Salah kaprah kata Takbir dan menjadikannya kata yang ditakuti.

Baru-baru ini, Ustadz Haedar Nashir, Ketua PP Muhammadiyah mengeluarkan kebijakan melarang teriakan takbir di rapat-rapat internal Muhammadiyah. Pernyataan yang terbilang melawan arus ini terlontar  saat beliau berada di Forum Diskusi Persatuan Mahasiswa Indonesia di The University of Queensland (UQISA), Australia, seperti diwartakan Tirto.id (21/2/2018). Ustadz Haedar menyatakan, tindakan tidak populis ini terpaksa diambilnya untuk melawan pihak-pihak yang sudah menyalahgunakan kalimat suci tersebut.

Menurut Haedar, dirinya ingin menunjukkan bahwa Muslim yang baik adalah Muslim yang berilmu dan berkontribusi  positif bagi masyarakat, bukan mereka yang sedikit-sedikit meneriakkan “Allahu Akbar” untuk sesuatu yang sebenarnya sangat politis dan bukannya religius.

Memang, belakangan ini, kalimat takbir sudah lazim menjadi bagian dari sistem komando lapangan ormas yang berdemonstrasi. Bahkan di media sosial pun, takbir ini menjadi penanda pengelompokan sosial politik keagamaan yang eksklusif. Tidak jarang penyeru takbir tampil dengan wajah sangar dan garang. Acap disertai juga dengan acungan senjata tajam.

Read More

Takbir yang agung mengalami degradasi makna. Ia mengancam, menakut-nakuti dan mengintimidasi.
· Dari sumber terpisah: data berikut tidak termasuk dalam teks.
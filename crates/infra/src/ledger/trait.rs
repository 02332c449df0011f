use std::sync::Arc;

use chrono::{DateTime, Utc};
use serde::{Deserialize, Serialize};
use thiserror::Error;

use lakegate_core::{OffsetToken, StreamId};

/// The last durably processed position of a stream.
#[derive(Debug, Clone, PartialEq, Eq, Serialize, Deserialize)]
pub struct StreamCheckpoint {
    pub stream_id: StreamId,
    /// Opaque ordered position within the stream.
    pub cursor: OffsetToken,
    /// Timestamp of the object version that produced the cursor.
    pub last_seen_at: DateTime<Utc>,
}

impl StreamCheckpoint {
    pub fn new(stream_id: StreamId, cursor: OffsetToken) -> Self {
        let last_seen_at = cursor.last_modified();
        Self {
            stream_id,
            cursor,
            last_seen_at,
        }
    }
}

/// Outcome of a checkpoint advance.
#[derive(Debug, Clone, Copy, PartialEq, Eq)]
pub enum AdvanceOutcome {
    /// The candidate was forward progress and is now the stored cursor.
    Accepted,
    /// Another consumer already recorded equal-or-greater progress. Not an
    /// error: the stream is at least as far along as the caller believed.
    Rejected,
}

impl AdvanceOutcome {
    pub fn is_accepted(&self) -> bool {
        matches!(self, AdvanceOutcome::Accepted)
    }
}

/// Ledger operation error.
#[derive(Debug, Error)]
pub enum LedgerError {
    #[error("ledger storage error: {0}")]
    Storage(String),

    #[error("stored checkpoint is corrupt: {0}")]
    Corrupt(String),
}

/// Key-value ledger mapping a stream id to its checkpoint.
///
/// ## Advance Semantics
///
/// `advance` is a **compare-and-set**: the candidate cursor is stored only if
/// it represents forward progress relative to the stored cursor, where the
/// ordering is the object store's own version ordering (token order), not
/// wall-clock time alone, since the live and replay paths interleave on the
/// same streams. Implementations must perform the comparison as an atomic
/// conditional write against the backing store, never read-then-write.
///
/// ## Reset
///
/// `reset` removes a checkpoint entirely. It exists only for the explicit
/// administrative replay-from-scratch action; nothing in normal operation
/// deletes checkpoints.
pub trait OffsetLedger: Send + Sync {
    fn get(&self, stream_id: &StreamId) -> Result<Option<StreamCheckpoint>, LedgerError>;

    /// Advance the stream's cursor if `candidate` is forward progress.
    fn advance(
        &self,
        stream_id: &StreamId,
        candidate: &OffsetToken,
    ) -> Result<AdvanceOutcome, LedgerError>;

    /// Discard the stream's checkpoint (administrative replay-from-scratch).
    fn reset(&self, stream_id: &StreamId) -> Result<(), LedgerError>;
}

impl<L> OffsetLedger for Arc<L>
where
    L: OffsetLedger + ?Sized,
{
    fn get(&self, stream_id: &StreamId) -> Result<Option<StreamCheckpoint>, LedgerError> {
        (**self).get(stream_id)
    }

    fn advance(
        &self,
        stream_id: &StreamId,
        candidate: &OffsetToken,
    ) -> Result<AdvanceOutcome, LedgerError> {
        (**self).advance(stream_id, candidate)
    }

    fn reset(&self, stream_id: &StreamId) -> Result<(), LedgerError> {
        (**self).reset(stream_id)
    }
}
use chrono::{TimeZone, Utc};
use reqwest::StatusCode;
use serde_json::json;

use lakegate_api::app::{AppServices, build_app};
use lakegate_core::ObjectKey;
use lakegate_events::{ObjectWriteNotification, QueueChannel};

struct TestServer {
    base_url: String,
    handle: tokio::task::JoinHandle<()>,
}

impl TestServer {
    async fn spawn(services: AppServices) -> Self {
        // Build app (same router as prod), but bind to an ephemeral port.
        let app = build_app(services);
        let listener = tokio::net::TcpListener::bind("127.0.0.1:0")
            .await
            .expect("failed to bind ephemeral port");
        let addr = listener.local_addr().unwrap();
        let base_url = format!("http://{}", addr);

        let handle = tokio::spawn(async move {
            axum::serve(listener, app).await.unwrap();
        });

        Self { base_url, handle }
    }
}

impl Drop for TestServer {
    fn drop(&mut self) {
        self.handle.abort();
    }
}

fn seed_objects(services: &AppServices, count: usize) {
    for i in 0..count {
        services.objects().put(
            ObjectKey::new(format!("events/{i}.json")).unwrap(),
            format!("payload-{i}").into_bytes(),
            Utc.timestamp_opt(i as i64, 0).unwrap(),
        );
    }
}

/// Poll the status endpoint until the scan has committed a checkpoint and
/// the coordinator settled back to idle (the run happens on its own thread,
/// so plain "idle" could also be observed before the run starts).
async fn wait_for_idle(client: &reqwest::Client, base_url: &str) -> serde_json::Value {
    for _ in 0..100 {
        let status: serde_json::Value = client
            .get(format!("{}/replay/status", base_url))
            .send()
            .await
            .unwrap()
            .json()
            .await
            .unwrap();

        if status["state"] == "idle" && status["scan_checkpoint"].is_string() {
            return status;
        }

        tokio::time::sleep(std::time::Duration::from_millis(20)).await;
    }
    panic!("coordinator did not return to idle within timeout");
}

#[tokio::test]
async fn health_endpoints_respond() {
    let server = TestServer::spawn(AppServices::in_memory()).await;
    let client = reqwest::Client::new();

    let res = client.get(&server.base_url).send().await.unwrap();
    assert_eq!(res.status(), StatusCode::OK);
    assert_eq!(res.text().await.unwrap(), "lakegate OK");

    let res = client
        .get(format!("{}/healthz", server.base_url))
        .send()
        .await
        .unwrap();
    assert_eq!(res.status(), StatusCode::OK);
    let body: serde_json::Value = res.json().await.unwrap();
    assert_eq!(body["status"], "ok");
}

#[tokio::test]
async fn replay_trigger_rebuilds_projections() {
    let services = AppServices::in_memory();
    seed_objects(&services, 3);

    let server = TestServer::spawn(services.clone()).await;
    let client = reqwest::Client::new();

    let res = client
        .post(format!("{}/replay", server.base_url))
        .json(&json!({}))
        .send()
        .await
        .unwrap();
    assert_eq!(res.status(), StatusCode::ACCEPTED);
    let body: serde_json::Value = res.json().await.unwrap();
    assert_eq!(body["started"], true);

    let status = wait_for_idle(&client, &server.base_url).await;
    assert!(status["scan_checkpoint"].is_string());
    assert!(status["last_error"].is_null());

    // The replay worker applies the republished history in the background.
    for _ in 0..100 {
        if services.projections().len() == 3 {
            break;
        }
        tokio::time::sleep(std::time::Duration::from_millis(20)).await;
    }
    assert_eq!(services.projections().len(), 3);
}

#[tokio::test]
async fn live_notification_flows_through_the_ingestion_worker() {
    let services = AppServices::in_memory();
    let server = TestServer::spawn(services.clone()).await;
    let client = reqwest::Client::new();

    services.objects().put(
        ObjectKey::new("events/branches/main.json").unwrap(),
        b"A".to_vec(),
        Utc.timestamp_opt(100, 0).unwrap(),
    );
    services
        .source_channel()
        .send(ObjectWriteNotification::created(
            ObjectKey::new("events/branches/main.json").unwrap(),
            Utc.timestamp_opt(100, 0).unwrap(),
        ))
        .unwrap();

    for _ in 0..100 {
        if services.projections().len() == 1 {
            break;
        }
        tokio::time::sleep(std::time::Duration::from_millis(20)).await;
    }
    assert_eq!(services.projections().len(), 1);

    // One digest was fanned out for the accepted update.
    let digest = services
        .digest_channel()
        .receive()
        .unwrap()
        .expect("digest published");
    assert_eq!(digest.message().resource_id.as_str(), "branches/main");

    // The status endpoint reflects the advanced live checkpoint.
    let status: serde_json::Value = client
        .get(format!("{}/replay/status", server.base_url))
        .send()
        .await
        .unwrap()
        .json()
        .await
        .unwrap();
    assert!(status["live_checkpoint"].is_string());
    assert_eq!(status["projections"], 1);
}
Akibat pekikan takbir yang intimidatif ini pula, seruan agung itu malah dijadikan parodi yang tak elok, takebeer, yang bermakna “Ambillah bir”. Secara normatif, bir tentunya minuman beralkohol yang diharamkan dalam Islam. Dus, kata takbir yang diplesetkan jadi takebeer ini malah memunculkan makna yang sama sekali kontradiktif.

Senada dengan Ustadz Haedar, KH. Mustafa Bisri (Gus Mus) tahun lalu juga pernah mengkritik kelompok yang gemar meneriakkan nama ilahi dengan penuh amarah ini. Seperti diwartakan oleh NUOnline (19/01/2017), Gus Mus mengingatkan agar orang yang teriak-teriak “Allahu Akbar” jangan sampai merasa sombong. Manusia amat kecil di hadapan Allah, sehingga tidak boleh sombong.  Sebab itu, menurutnya, letakkanlah takbir pada tempat yang suci dan jauh dari kesombongan.  Sebagai penyakit hati, kesombongan  bisa menelusup ke mana pun.

Jangan sampai nama ilahi yang dibesarkan, tapi yang meneriakkannya merasa bahwa dirinya besar juga. Ini justru mengerdilkan bahkan mengkhianati kalimat agung tersebut.

Manusia sebagai makhluk simbolis selalu melakukan pemaknaan atas kata-kata. Tak terkecuali pada kata-kata religius. Itulah yang terjadi pada kata takbir. Bilamana Gus Mus memperingatkan jangan sampai kesombongan muncul dari kata agung tersebut, Ustadz Haedar menegaskan bahwa teriakan atas kata agung ini kini sangat politis. Keberanian Ustadz Haedar ini patut diapresiasi.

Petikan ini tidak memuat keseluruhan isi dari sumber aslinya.